Mr. Chair, the BDS movement is a movement to essentially cause institutions and individuals to divest from companies that are part of the Israeli economy, or trade with Israel, or have operations in Israel. Sanctions of various sorts include academic sanctions and they legitimize, to some degree, the taking into account considerations other than academic merit in the promotion of professors.
Many of us have been university students. We all know that some students do not want to adopt a position that is likely to negatively affect their marks. There is a certain amount of subtle pressure there on students in many cases.

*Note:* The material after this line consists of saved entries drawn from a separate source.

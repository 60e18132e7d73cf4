//
// src/engine.rs
//
// The version control engine seam. The controller only talks to these traits;
// `repository::GitEngine` implements them on top of libgit2 and the git binary.
//
// (C) 2020 Taras Zakharko
//
// This code is licensed under GPL 3.0

use anyhow::Result;
use std::path::Path;

use crate::status::StatusSummary;

/// What a push sends to the remote
#[derive(Clone, Debug, PartialEq, Eq)]
pub enum PushTarget {
    /// Push the current branch to its configured upstream
    Upstream,
    /// Push an explicit refspec, optionally recording it as the upstream
    Refspec {
        refspec      : String,
        set_upstream : bool
    }
}

/// Opens and creates repositories
pub trait VersionControlEngine {
    type Repository: EngineRepository;

    /// Create a new repository at `path`, creating the directory if needed
    fn init_repo(&self, path: &Path) -> Result<Self::Repository>;

    /// Open the repository at `path`
    ///
    /// Fails with `error::InvalidRepository` if `path` is not a repository
    fn open_repo(&self, path: &Path) -> Result<Self::Repository>;
}

/// An open repository handle
pub trait EngineRepository {
    /// The path the repository was opened or created with
    fn path(&self) -> &Path;

    /// Name of the branch HEAD points to, even if it has no commits yet
    fn current_branch(&self) -> Result<String>;

    /// Add paths to the in-memory index
    fn index_add(&mut self, paths: &[&Path]) -> Result<()>;

    /// Add every new, modified and deleted path to the in-memory index
    fn index_add_all(&mut self) -> Result<()>;

    /// Persist the index to disk
    fn index_write(&mut self) -> Result<()>;

    /// Commit the index, returning the new commit id
    fn commit(&mut self, message: &str) -> Result<String>;

    fn list_remotes(&self) -> Result<Vec<String>>;

    /// The URL configured for the named remote, `None` if there is no such remote
    fn remote_url(&self, name: &str) -> Result<Option<String>>;

    fn create_remote(&mut self, name: &str, url: &str) -> Result<()>;

    fn set_remote_url(&mut self, name: &str, url: &str) -> Result<()>;

    /// Push to the named remote
    ///
    /// A push refused because the current branch has no upstream fails with
    /// `error::NoUpstreamBranch`; any other failure with `error::PushFailed`
    fn push(&mut self, remote: &str, target: &PushTarget) -> Result<()>;

    fn status(&self) -> Result<StatusSummary>;
}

Separate from this, but I remember being very careful to write some papers for some professors without giving any clue that I was not necessarily supportive of Marxism back when I was a student in the 1980s. It is a universal phenomenon, and those social pressures are meaningful.
However, in general, the idea of singling out Israel and applying a different standard to it and then saying therefore we ought to boycott and divest, almost invariably the comparison is to apartheid in South Africa under the white regime. Any objective view of Israel makes it clear that there is no resemblance. The parallel is completely inappropriate, but that is articulated over and over again, particularly in the Israel Apartheid week, which unfortunately is cleverly crafted as a marketing slogan. It is hard to even mention it without repeating the message of those who purport that somehow apartheid in South Africa and Israel are related.